A multi-model orchestration layer where every AI action is classified by risk, routed by policy, and logged with cryptographic integrity. Local inference by default. Cloud access only with explicit approval.
Every AI request flows through a governed pipeline. The orchestrator classifies the task, checks policy, selects the appropriate model, enforces data boundaries, and logs the entire decision chain.
Five production systems consolidated under a unified orchestration architecture. Each component addresses a distinct layer of the AI governance stack.
Project resolution, zone-based permissions (8 zone types), command safety classification, session continuity tracking, and fuzzy matching for project lookup. Python CLI with programmatic API.
Zero-trust security enclave for local LLM inference via Ollama. Policy-gated file access through YAML config, workspace bridge isolation (inbox/outbox/scratch), and hash-chain session audit trail.
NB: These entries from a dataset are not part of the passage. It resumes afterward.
//! Self-play training of two state-value agents.

use crate::board::{Board, GameStatus, Mark};
use crate::config::TrainingConfig;
use crate::error::Result;
use crate::players::{Agent, Player};
use crate::policy::PolicyStore;
use crate::state_key::StateKey;
use log::{debug, info};
use rand::rngs::StdRng;
use rand::{Rng, SeedableRng};
use std::fmt;

pub const P1_NAME: &str = "p1";
pub const P2_NAME: &str = "p2";

#[derive(Clone, Copy, Debug, Eq, PartialEq)]
pub enum Phase {
    Idle,
    EpisodeInProgress,
    EpisodeTerminal(GameStatus),
    PolicyUpdate,
}

#[derive(Clone, Copy, Debug, Default, Eq, PartialEq)]
pub struct TrainingStats {
    pub episodes: usize,
    pub cross_wins: usize,
    pub nought_wins: usize,
    pub draws: usize,
}

impl TrainingStats {
    fn record(&mut self, status: GameStatus) {
        self.episodes += 1;
        match status {
            GameStatus::Win(Mark::Cross) => self.cross_wins += 1,
            GameStatus::Win(Mark::Nought) => self.nought_wins += 1,
            GameStatus::Draw => self.draws += 1,
            GameStatus::InProgress => {}
        }
    }
}

impl fmt::Display for TrainingStats {
    fn fmt(&self, f: &mut fmt::Formatter) -> fmt::Result {
        write!(
            f,
            "{} episodes: X won {}, O won {}, {} draws",
            self.episodes, self.cross_wins, self.nought_wins, self.draws
        )
    }
}

/// Plays two agents against each other and updates their policies after
/// every episode. The first agent always plays `Mark::Cross` and moves first.
pub struct Trainer<R: Rng> {
    config: TrainingConfig,
    agents: [Agent; 2],
    board: Board,
    rng: R,
    phase: Phase,
    stats: TrainingStats,
    trajectory: Vec<(Mark, StateKey)>,
}

impl<R: Rng> Trainer<R> {
    pub fn new(
        config: TrainingConfig,
        mut first: Agent,
        mut second: Agent,
        rng: R,
    ) -> Result<Self> {
        config.validate()?;
        first.set_mark(Mark::Cross);
        second.set_mark(Mark::Nought);
        first.reset_history();
        second.reset_history();
        Ok(Trainer {
            config,
            agents: [first, second],
            board: Board::new(),
            rng,
            phase: Phase::Idle,
            stats: TrainingStats::default(),
            trajectory: Vec::with_capacity(9),
        })
    }

    pub fn phase(&self) -> Phase {
        self.phase
    }

    pub fn stats(&self) -> TrainingStats {
        self.stats
    }

    /// Every board produced in the most recent episode, with the mark that
    /// produced it, in the order they were played.
    pub fn last_episode(&self) -> &[(Mark, StateKey)] {
        &self.trajectory
    }

    pub fn agents(&self) -> &[Agent; 2] {
        &self.agents
    }

    pub fn into_agents(self) -> [Agent; 2] {
        self.agents
    }

    /// Plays one episode from an empty board and applies the policy update.
    ///
    /// Each move fills a cell, so an episode ends after at most nine moves.
    pub fn play_episode(&mut self) -> Result<GameStatus> {
        self.board.reset();
        self.trajectory.clear();
        self.phase = Phase::EpisodeInProgress;
        let mut turn = 0;
        let status = loop {
            let agent = &mut self.agents[turn];
            let mv = agent.choose_move(&self.board, &mut self.rng)?;
            self.board.place(mv, agent.mark())?;
            let key = self.board.state_key();
            self.trajectory.push((agent.mark(), key.clone()));
            agent.record(key);
            match self.board.status() {
                GameStatus::InProgress => turn = 1 - turn,
                terminal => break terminal,
            }
        };
        self.phase = Phase::EpisodeTerminal(status);
        debug!("episode {} ended with {status:?}\n{}", self.stats.episodes + 1, self.board);

        self.phase = Phase::PolicyUpdate;
        self.feed_rewards(status);
        self.stats.record(status);
        self.phase = Phase::Idle;
        Ok(status)
    }

    fn feed_rewards(&mut self, status: GameStatus) {
        let rewards = self.config.rewards;
        let (first, second) = match status {
            GameStatus::Win(Mark::Cross) => (rewards.win, rewards.loss),
            GameStatus::Win(Mark::Nought) => (rewards.loss, rewards.win),
            GameStatus::Draw => (rewards.draw_first, rewards.draw_second),
            GameStatus::InProgress => return,
        };
        for (agent, reward) in self.agents.iter_mut().zip([first, second]) {
            agent.feed_reward(reward, self.config.learning_rate, self.config.discount);
            agent.reset_history();
        }
    }

    fn decay_exploration(&mut self) -> Result<()> {
        let Some(decay) = self.config.exploration_decay else {
            return Ok(());
        };
        for agent in &mut self.agents {
            let rate = (agent.exploration_rate() * decay.factor).max(decay.floor);
            if rate < agent.exploration_rate() {
                agent.set_exploration_rate(rate)?;
                debug!("{} exploration rate is now {rate:.3}", agent.name());
            }
        }
        Ok(())
    }

    /// Runs `config.episodes` episodes.
    pub fn train(&mut self) -> Result<TrainingStats> {
        info!("training for {} episodes", self.config.episodes);
        for episode in 1..=self.config.episodes {
            self.play_episode()?;
            if let Some(decay) = self.config.exploration_decay {
                if episode % decay.every == 0 {
                    self.decay_exploration()?;
                }
            }
            if self.config.log_every > 0 && episode % self.config.log_every == 0 {
                info!(
                    "{}; {} and {} states known",
                    self.stats,
                    self.agents[0].policy().len(),
                    self.agents[1].policy().len()
                );
            }
        }
        info!("training finished: {}", self.stats);
        Ok(self.stats)
    }
}

/// Training entry point: builds both agents from `config` (resuming from
/// existing policy files when configured) and trains them.
///
/// Returns the first and second player's policies.
pub fn train(config: &TrainingConfig) -> Result<(PolicyStore, PolicyStore, TrainingStats)> {
    config.validate()?;
    let p1_policy = config
        .resume_p1
        .as_ref()
        .map(PolicyStore::load_or_default)
        .unwrap_or_default();
    let p2_policy = config
        .resume_p2
        .as_ref()
        .map(PolicyStore::load_or_default)
        .unwrap_or_default();
    let first = Agent::new(P1_NAME, Mark::Cross, config.p1_exploration_rate, p1_policy)?;
    let second = Agent::new(P2_NAME, Mark::Nought, config.p2_exploration_rate, p2_policy)?;
    let rng = match config.seed {
        Some(seed) => StdRng::seed_from_u64(seed),
        None => StdRng::from_entropy(),
    };
    let mut trainer = Trainer::new(config.clone(), first, second, rng)?;
    let stats = trainer.train()?;
    let [first, second] = trainer.into_agents();
    Ok((first.into_policy(), second.into_policy(), stats))
}

#[cfg(test)]
mod tests {
    use super::*;
    use crate::config::ExplorationDecay;

    fn trainer(config: TrainingConfig, seed: u64) -> Trainer<StdRng> {
        let first = Agent::new(
            P1_NAME,
            Mark::Cross,
            config.p1_exploration_rate,
            PolicyStore::new(),
        )
        .unwrap();
        let second = Agent::new(
            P2_NAME,
            Mark::Nought,
            config.p2_exploration_rate,
            PolicyStore::new(),
        )
        .unwrap();
        Trainer::new(config, first, second, StdRng::seed_from_u64(seed)).unwrap()
    }

    #[test]
    fn episode_ends_idle_with_terminal_status() {
        let mut trainer = trainer(TrainingConfig::default(), 1);
        assert_eq!(trainer.phase(), Phase::Idle);
        let status = trainer.play_episode().unwrap();
        assert!(status.is_over());
        assert_eq!(trainer.phase(), Phase::Idle);
        assert_eq!(trainer.stats().episodes, 1);
        assert!(trainer.agents().iter().all(|agent| agent.history().is_empty()));
    }

    #[test]
    fn both_sides_learn_from_an_episode() {
        let mut trainer = trainer(TrainingConfig::default(), 2);
        trainer.play_episode().unwrap();
        let [first, second] = trainer.agents();
        // X moves at least three times and O at least twice before a result.
        assert!(first.policy().len() >= 3);
        assert!(second.policy().len() >= 2);
    }

    #[test]
    fn winner_states_gain_value() {
        let config = TrainingConfig {
            p1_exploration_rate: 1.0,
            p2_exploration_rate: 1.0,
            ..TrainingConfig::default()
        };
        let mut trainer = trainer(config, 4);
        let status = loop {
            let status = trainer.play_episode().unwrap();
            if status == GameStatus::Win(Mark::Cross) {
                break status;
            }
        };
        assert_eq!(status, GameStatus::Win(Mark::Cross));
        let final_key = trainer.board.state_key();
        // The winning board has been visited exactly once by X.
        let value = trainer.agents()[0].policy().get(&final_key);
        assert!((value - 0.2 * 0.9).abs() < 1e-12);
    }

    /// Plays random episodes until one ends with `wanted`, returning both
    /// policies as they were before that episode.
    fn play_until(trainer: &mut Trainer<StdRng>, wanted: GameStatus) -> [PolicyStore; 2] {
        loop {
            let [first, second] = trainer.agents();
            let before = [first.policy().clone(), second.policy().clone()];
            if trainer.play_episode().unwrap() == wanted {
                return before;
            }
        }
    }

    /// Checks each side's last board moved into its reward after one update.
    fn assert_final_rewards(
        trainer: &Trainer<StdRng>,
        before: &[PolicyStore; 2],
        rewards: [f64; 2],
    ) {
        let config = &trainer.config;
        for (side, mark) in [Mark::Cross, Mark::Nought].into_iter().enumerate() {
            let (_, key) = trainer
                .last_episode()
                .iter()
                .rev()
                .find(|(mover, _)| *mover == mark)
                .unwrap();
            let old = before[side].get(key);
            let expected = old + config.learning_rate * (config.discount * rewards[side] - old);
            let value = trainer.agents()[side].policy().get(key);
            assert!((value - expected).abs() < 1e-12, "{mark}: {value} != {expected}");
        }
    }

    fn random_play() -> TrainingConfig {
        TrainingConfig {
            p1_exploration_rate: 1.0,
            p2_exploration_rate: 1.0,
            ..TrainingConfig::default()
        }
    }

    #[test]
    fn nought_win_rewards_second_player() {
        let mut trainer = trainer(random_play(), 5);
        let before = play_until(&mut trainer, GameStatus::Win(Mark::Nought));
        assert_final_rewards(&trainer, &before, [0.0, 1.0]);
    }

    #[test]
    fn draw_rewards_both_players_equally() {
        let mut trainer = trainer(random_play(), 6);
        let before = play_until(&mut trainer, GameStatus::Draw);
        assert_final_rewards(&trainer, &before, [0.5, 0.5]);
        // Seen for the first time, X's full board gets lr * gamma * 0.5.
        let (_, last) = trainer.last_episode().last().unwrap();
        if before[0].get(last) == 0.0 {
            let value = trainer.agents()[0].policy().get(last);
            assert!((value - 0.2 * 0.9 * 0.5).abs() < 1e-12);
        }
    }

    #[test]
    fn cross_win_rewards_first_player() {
        let mut trainer = trainer(random_play(), 7);
        let before = play_until(&mut trainer, GameStatus::Win(Mark::Cross));
        assert_final_rewards(&trainer, &before, [1.0, 0.0]);
    }

    #[test]
    fn same_seed_same_policies() {
        let config = TrainingConfig {
            episodes: 200,
            log_every: 0,
            ..TrainingConfig::default()
        };
        let mut a = trainer(config.clone(), 42);
        let mut b = trainer(config, 42);
        assert_eq!(a.train().unwrap(), b.train().unwrap());
        let [a1, a2] = a.into_agents();
        let [b1, b2] = b.into_agents();
        assert_eq!(a1.into_policy(), b1.into_policy());
        assert_eq!(a2.into_policy(), b2.into_policy());
    }

    #[test]
    fn exploration_decays_to_floor() {
        let config = TrainingConfig {
            episodes: 40,
            log_every: 0,
            p1_exploration_rate: 0.8,
            p2_exploration_rate: 0.4,
            exploration_decay: Some(ExplorationDecay {
                every: 10,
                factor: 0.5,
                floor: 0.15,
            }),
            ..TrainingConfig::default()
        };
        let mut trainer = trainer(config, 8);
        trainer.train().unwrap();
        let [first, second] = trainer.agents();
        assert!((first.exploration_rate() - 0.15).abs() < 1e-12);
        assert!((second.exploration_rate() - 0.15).abs() < 1e-12);
    }

    #[test]
    fn train_entry_point_counts_every_episode() {
        let config = TrainingConfig {
            episodes: 300,
            seed: Some(13),
            log_every: 100,
            ..TrainingConfig::default()
        };
        let (p1, p2, stats) = train(&config).unwrap();
        assert_eq!(stats.episodes, 300);
        assert_eq!(stats.cross_wins + stats.nought_wins + stats.draws, 300);
        assert!(!p1.is_empty());
        assert!(!p2.is_empty());
    }
}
No outbound network.
Hybrid local+cloud AI workstation with multi-provider abstraction layer. Routes requests to Ollama (local), Anthropic Claude (cloud), or OpenAI-compatible endpoints. Streaming chat, SQLite persistence, conversation history.
Autonomous background worker with 6 specialized agents: Scanner, Planner, Executor, Tester, Reviewer, Monitor. SafetyGuard enforces path sandboxing, rate limits (5/hr), file size caps, kill switch at >50% failure rate.
37,500+ lines across 30 documents defining the complete operational model: 5-tier approval system, 8 session authority states, intent-based routing rules, agent boundary enforcement, and formal approval artifact format.
Session intelligence dashboard analyzing 80+ Claude Code sessions. Three.js 3D terrain visualization of activity patterns, D3 heatmaps, hour-of-day analysis. Zero external dependencies on backend.
The orchestrator selects the appropriate model based on task classification, data sensitivity, and operator policy. Local inference handles the majority of requests. Cloud access requires explicit policy allowance.
| Model | Provider | Location | Use Cases | Data Policy |
|---|---|---|---|---|
| Qwen 2.5 Coder 14B | Ollama | Local (RTX 4070) | Code generation, file operations, planning, review | No data leaves machine |
| Llama 3 8B | Ollama | Local (RTX 4070) | Fast classification, summarization, routing decisions | No data leaves machine |
| Claude (Opus/Sonnet) | Anthropic API | Cloud (opt-in) | Complex reasoning, large context, architecture review | Policy-gated, audited |
| OpenAI-Compatible | Configurable | Cloud (opt-in) | Provider flexibility, evaluation benchmarks | Policy-gated, audited |
Multiple independent safety layers ensure that autonomous AI actions remain bounded, auditable, and reversible.
Runtime enforcement layer in Auton that prevents dangerous operations. Path sandboxing (only D:\ProjectsHome), banned operations (rm -rf, --force, DROP TABLE), rate limiting (5 tasks/hr, 1 concurrent), file size caps (100KB/file, 10 files/task), disk free minimum (1GB), and automatic kill switch on >50% failure rate or 3 consecutive blocks.
Auton operates in DRY_RUN by default. Escalation to SUPERVISED requires: 10 successful reviews, 3 days of operation, <10% failure rate. Escalation to AUTONOMOUS requires: 50 successful tasks, 14 days, <5% failure rate, plus explicit human approval.
LLM Enclave enforces strict file access via bridge_policy.yaml. Allowed roots: D:\ProjectsHome only. Deny patterns: .env, credentials, private keys, node_modules, .git directories. All file operations route through workspace bridge (inbox/outbox/scratch).
Every state transition, permission grant, and AI decision is logged in append-only NDJSON format. Each entry includes a SHA-256 hash of the previous entry, creating a tamper-evident chain. Integrity is verified on every read. Chain breaks are flagged immediately.
| Layer | Technology | Purpose | Status |
|---|---|---|---|
| Inference | Ollama + RTX 4070 | Local LLM execution, GPU-accelerated | Operational |
| Server | Fastify (TypeScript) | API, WebSocket streaming, model proxy | Active |
| Frontend | React + Vite + Tailwind | Chat UI, model selector, dashboard | Active |
| Database | SQLite (sql.js WASM) | Conversations, sessions, audit trail | Active |
| Governance | Python + YAML | Router, enforcement, zone model | Operational |
| Agents | Python + asyncio | 6 autonomous agents, event bus | DRY_RUN |
The orchestrator sits between users/agents and all AI resources. Nothing reaches a model without passing through the policy engine first.